What needs to be done: Give back an exact copy of the lines below, from the first through the line with "for transparency escalations."; please stop there.

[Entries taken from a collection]
━━━━━━━━━━━━━━━━━━━━

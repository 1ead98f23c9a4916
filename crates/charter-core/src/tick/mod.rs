//! The tick engine: periodic safeguard evaluation.
//!
//! A tick scans the projections and emits reflex events for every rule
//! whose condition holds. Rules run in a fixed order so replay is
//! bit-stable, and rules that mutate the active set (expiry) run before
//! rules that read it (concentration). Each rule's events are appended
//! and applied before the next rule evaluates.
//!
//! A tick is idempotent for a fixed `now` and projection state: rules
//! 1–2 re-check aggregate state that their own events change, and rules
//! 3–6 (plus the tick marker) skip when the safety log already recorded
//! an identical observation at this instant.

mod events;
mod safety_log;

#[cfg(test)]
mod tests;

use chrono::{DateTime, Utc};
use rust_decimal::Decimal;
use rust_decimal::prelude::ToPrimitive;

pub use events::{
    BudgetBalanceViolationDetected, BudgetOverspendDetected, DelegationConcentrationHalt,
    DelegationConcentrationWarning, SupplierConcentrationHalt, SupplierConcentrationWarning,
    SystemTick, TransparencyEscalated,
};
pub use safety_log::{SafetyEvent, SafetyEventLog};

use crate::error::KernelError;
use crate::event::{Event, EventPayload, StreamType};
use crate::ids::{self, IdGenerator};
use crate::ledger::{AppendOutcome, EventStore};
use crate::metrics::{
    ConcentrationMetrics, FreedomHealth, LawReviewHealth, compute_freedom_health,
    gini_coefficient,
};
use crate::policy::SafetyPolicy;
use crate::projections::Projections;

/// Synthetic stream for tick markers.
const STREAM_TICK: &str = "system:tick";
/// Synthetic stream for delegation concentration events.
const STREAM_DELEGATION_GINI: &str = "system:delegation_gini";
/// Synthetic stream for transparency escalations.
const STREAM_TRANSPARENCY: &str = "system:transparency";
/// Synthetic stream for budget audit events.
const STREAM_BUDGET_AUDIT: &str = "system:budget_audit";
/// Synthetic stream for supplier concentration events.
const STREAM_SUPPLIER_GINI: &str = "system:supplier_gini";

/// Result of one tick evaluation.
#[derive(Debug)]
pub struct TickReport {
    /// Identifier tying the pass's events together.
    pub tick_id: String,
    /// The instant the pass evaluated at.
    pub tick_at: DateTime<Utc>,
    /// Reflex events emitted (excluding skipped duplicates).
    pub events: Vec<Event>,
    /// The scorecard computed at the end of the pass.
    pub health: FreedomHealth,
}

impl TickReport {
    /// Whether any warning-class event was emitted.
    #[must_use]
    pub fn has_warnings(&self) -> bool {
        self.events.iter().any(|e| {
            matches!(
                e.event_type(),
                "DelegationConcentrationWarning"
                    | "BudgetBalanceViolationDetected"
                    | "BudgetOverspendDetected"
                    | "SupplierConcentrationWarning"
            )
        })
    }

    /// Whether any halt-class event was emitted.
    #[must_use]
    pub fn has_halts(&self) -> bool {
        self.events.iter().any(|e| {
            matches!(
                e.event_type(),
                "DelegationConcentrationHalt" | "SupplierConcentrationHalt"
            )
        })
    }

    /// One-line operator summary.
    #[must_use]
    pub fn summary(&self) -> String {
        format!(
            "tick {} at {} | risk {:?} | {} events{}",
            self.tick_id,
            self.tick_at,
            self.health.risk_level,
            self.events.len(),
            if self.has_halts() {
                " | HALT conditions detected"
            } else if self.has_warnings() {
                " | warning conditions detected"
            } else {
                ""
            }
        )
    }
}

/// Evaluates all tick rules once, appending reflex events through the
/// store and applying them to the projections.
///
/// # Errors
///
/// Storage failures from the append path.
pub(crate) fn run_tick(
    store: &dyn EventStore,
    projections: &mut Projections,
    policy: &SafetyPolicy,
    id_gen: &IdGenerator,
    now: DateTime<Utc>,
) -> Result<TickReport, KernelError> {
    let tick_id = id_gen.event_id().to_string();
    let mut emitted = Vec::new();

    tracing::debug!(%tick_id, %now, "tick evaluation started");

    // Tick marker.
    if !projections.safety_log.already_emitted("SystemTick", "global", now) {
        emit_system(
            store,
            projections,
            id_gen,
            STREAM_TICK,
            EventPayload::SystemTick(SystemTick {
                tick_at: now,
                tick_id: tick_id.clone(),
            }),
            now,
            &mut emitted,
        )?;
    }

    // Rule 1: delegation expiry. Mutates the active edge set, so it
    // runs before any rule that reads it.
    let expired: Vec<(String, u64)> = projections
        .delegations
        .iter()
        .filter(|d| d.revoked_at.is_none() && d.expired_at.is_none() && d.expires_at < now)
        .map(|d| (d.delegation_id.clone(), d.version))
        .collect();
    for (delegation_id, version) in expired {
        let event = Event {
            event_id: id_gen.event_id(),
            stream_id: delegation_id.clone(),
            stream_type: StreamType::Delegation,
            version: version + 1,
            command_id: ids::command_id(),
            occurred_at: now,
            actor_id: Some("system".to_string()),
            payload: EventPayload::DelegationExpired(crate::delegation::DelegationExpired {
                delegation_id,
                expired_at: now,
            }),
        };
        append_and_apply(store, projections, event, &mut emitted)?;
    }

    // Rule 2: law checkpoint overrun.
    let overdue: Vec<(String, u64, u32)> = projections
        .laws
        .list_overdue(now)
        .into_iter()
        .map(|law| (law.law_id.clone(), law.version, law.checkpoint_index))
        .collect();
    for (law_id, version, checkpoint_index) in overdue {
        let event = Event {
            event_id: id_gen.event_id(),
            stream_id: law_id.clone(),
            stream_type: StreamType::Law,
            version: version + 1,
            command_id: ids::command_id(),
            occurred_at: now,
            actor_id: Some("system".to_string()),
            payload: EventPayload::LawReviewTriggered(crate::law::LawReviewTriggered {
                law_id,
                triggered_at: now,
                triggered_by: None,
                reason: "checkpoint_overdue".to_string(),
                checkpoint_index,
            }),
        };
        append_and_apply(store, projections, event, &mut emitted)?;
    }

    // Rule 3: delegation concentration over the post-expiry edge set.
    let in_degrees = projections.delegations.in_degrees(now);
    let concentration = ConcentrationMetrics::from_in_degrees(in_degrees.values());
    evaluate_delegation_concentration(
        store,
        projections,
        policy,
        id_gen,
        now,
        &concentration,
        &mut emitted,
    )?;

    // Rules 4 and 5: budget audits. The write path guards these
    // invariants; anything found here is corruption or a handler bug.
    evaluate_budget_audits(store, projections, id_gen, now, &mut emitted)?;

    // Rule 6: supplier concentration over awarded totals.
    evaluate_supplier_concentration(store, projections, policy, id_gen, now, &mut emitted)?;

    let health = compute_freedom_health(
        concentration,
        law_review_health(projections, now),
        policy,
        now,
    );

    tracing::info!(
        %tick_id,
        risk = ?health.risk_level,
        events = emitted.len(),
        gini = health.concentration.gini_coefficient,
        overdue = health.law_review.overdue_reviews,
        "tick evaluation completed"
    );

    Ok(TickReport {
        tick_id,
        tick_at: now,
        events: emitted,
        health,
    })
}

/// Computes the law review health snapshot used by the scorecard.
pub(crate) fn law_review_health(projections: &Projections, now: DateTime<Utc>) -> LawReviewHealth {
    LawReviewHealth {
        total_active_laws: projections.laws.list_active().count() as u64,
        overdue_reviews: projections.laws.list_overdue(now).len() as u64,
        upcoming_reviews_7d: projections.laws.count_upcoming(now, 7),
        upcoming_reviews_30d: projections.laws.count_upcoming(now, 30),
    }
}

fn evaluate_delegation_concentration(
    store: &dyn EventStore,
    projections: &mut Projections,
    policy: &SafetyPolicy,
    id_gen: &IdGenerator,
    now: DateTime<Utc>,
    metrics: &ConcentrationMetrics,
    emitted: &mut Vec<Event>,
) -> Result<(), KernelError> {
    if metrics.total_active_delegations == 0 {
        return Ok(());
    }

    let gini_halt = metrics.gini_coefficient >= policy.delegation_gini_halt;
    let degree_halt = metrics.max_in_degree >= policy.delegation_in_degree_halt;

    if gini_halt || degree_halt {
        if projections
            .safety_log
            .already_emitted("DelegationConcentrationHalt", "global", now)
        {
            return Ok(());
        }

        let mut reasons = Vec::new();
        if gini_halt {
            reasons.push(format!(
                "gini {:.3} >= {}",
                metrics.gini_coefficient, policy.delegation_gini_halt
            ));
        }
        if degree_halt {
            reasons.push(format!(
                "max in-degree {} >= {}",
                metrics.max_in_degree, policy.delegation_in_degree_halt
            ));
        }

        emit_system(
            store,
            projections,
            id_gen,
            STREAM_DELEGATION_GINI,
            EventPayload::DelegationConcentrationHalt(DelegationConcentrationHalt {
                triggered_at: now,
                gini_coefficient: metrics.gini_coefficient,
                max_in_degree: metrics.max_in_degree,
                halt_threshold_gini: policy.delegation_gini_halt,
                halt_threshold_in_degree: policy.delegation_in_degree_halt,
                automatic_responses: vec!["transparency_escalated".to_string()],
                reason: reasons.join("; "),
            }),
            now,
            emitted,
        )?;

        if !projections
            .safety_log
            .already_emitted("TransparencyEscalated", "global", now)
        {
            emit_system(
                store,
                projections,
                id_gen,
                STREAM_TRANSPARENCY,
                EventPayload::TransparencyEscalated(TransparencyEscalated {
                    escalated_at: now,
                    scope: "global".to_string(),
                    previous_level: "private".to_string(),
                    new_level: "aggregate_plus".to_string(),
                    trigger_event: "DelegationConcentrationHalt".to_string(),
                }),
                now,
                emitted,
            )?;
        }
        return Ok(());
    }

    let gini_warn = metrics.gini_coefficient >= policy.delegation_gini_warn;
    let degree_warn = metrics.max_in_degree >= policy.delegation_in_degree_warn;
    if (gini_warn || degree_warn)
        && !projections
            .safety_log
            .already_emitted("DelegationConcentrationWarning", "global", now)
    {
        let mut reasons = Vec::new();
        if gini_warn {
            reasons.push(format!(
                "gini {:.3} >= {}",
                metrics.gini_coefficient, policy.delegation_gini_warn
            ));
        }
        if degree_warn {
            reasons.push(format!(
                "max in-degree {} >= {}",
                metrics.max_in_degree, policy.delegation_in_degree_warn
            ));
        }

        emit_system(
            store,
            projections,
            id_gen,
            STREAM_DELEGATION_GINI,
            EventPayload::DelegationConcentrationWarning(DelegationConcentrationWarning {
                triggered_at: now,
                gini_coefficient: metrics.gini_coefficient,
                max_in_degree: metrics.max_in_degree,
                warn_threshold_gini: policy.delegation_gini_warn,
                warn_threshold_in_degree: policy.delegation_in_degree_warn,
                reason: reasons.join("; "),
            }),
            now,
            emitted,
        )?;
    }
    Ok(())
}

━━━━━━━━━━━━━━━━━━━━

Exercise response:
repository 1ead98f23c9a4916
filename crates/charter-core/src/tick/mod.rs
//! The tick engine: periodic safeguard evaluation.
//!
//! A tick scans the projections and emits reflex events for every rule
//! whose condition holds. Rules run in a fixed order so replay is
//! bit-stable, and rules that mutate the active set (expiry) run before
//! rules that read it (concentration). Each rule's events are appended
//! and applied before the next rule evaluates.
//!
//! A tick is idempotent for a fixed `now` and projection state: rules
//! 1–2 re-check aggregate state that their own events change, and rules
//! 3–6 (plus the tick marker) skip when the safety log already recorded
//! an identical observation at this instant.

mod events;
mod safety_log;

#[cfg(test)]
mod tests;

use chrono::{DateTime, Utc};
use rust_decimal::Decimal;
use rust_decimal::prelude::ToPrimitive;

pub use events::{
    BudgetBalanceViolationDetected, BudgetOverspendDetected, DelegationConcentrationHalt,
    DelegationConcentrationWarning, SupplierConcentrationHalt, SupplierConcentrationWarning,
    SystemTick, TransparencyEscalated,
};
pub use safety_log::{SafetyEvent, SafetyEventLog};

use crate::error::KernelError;
use crate::event::{Event, EventPayload, StreamType};
use crate::ids::{self, IdGenerator};
use crate::ledger::{AppendOutcome, EventStore};
use crate::metrics::{
    ConcentrationMetrics, FreedomHealth, LawReviewHealth, compute_freedom_health,
    gini_coefficient,
};
use crate::policy::SafetyPolicy;
use crate::projections::Projections;

/// Synthetic stream for tick markers.
const STREAM_TICK: &str = "system:tick";
/// Synthetic stream for delegation concentration events.
const STREAM_DELEGATION_GINI: &str = "system:delegation_gini";
/// Synthetic stream for transparency escalations.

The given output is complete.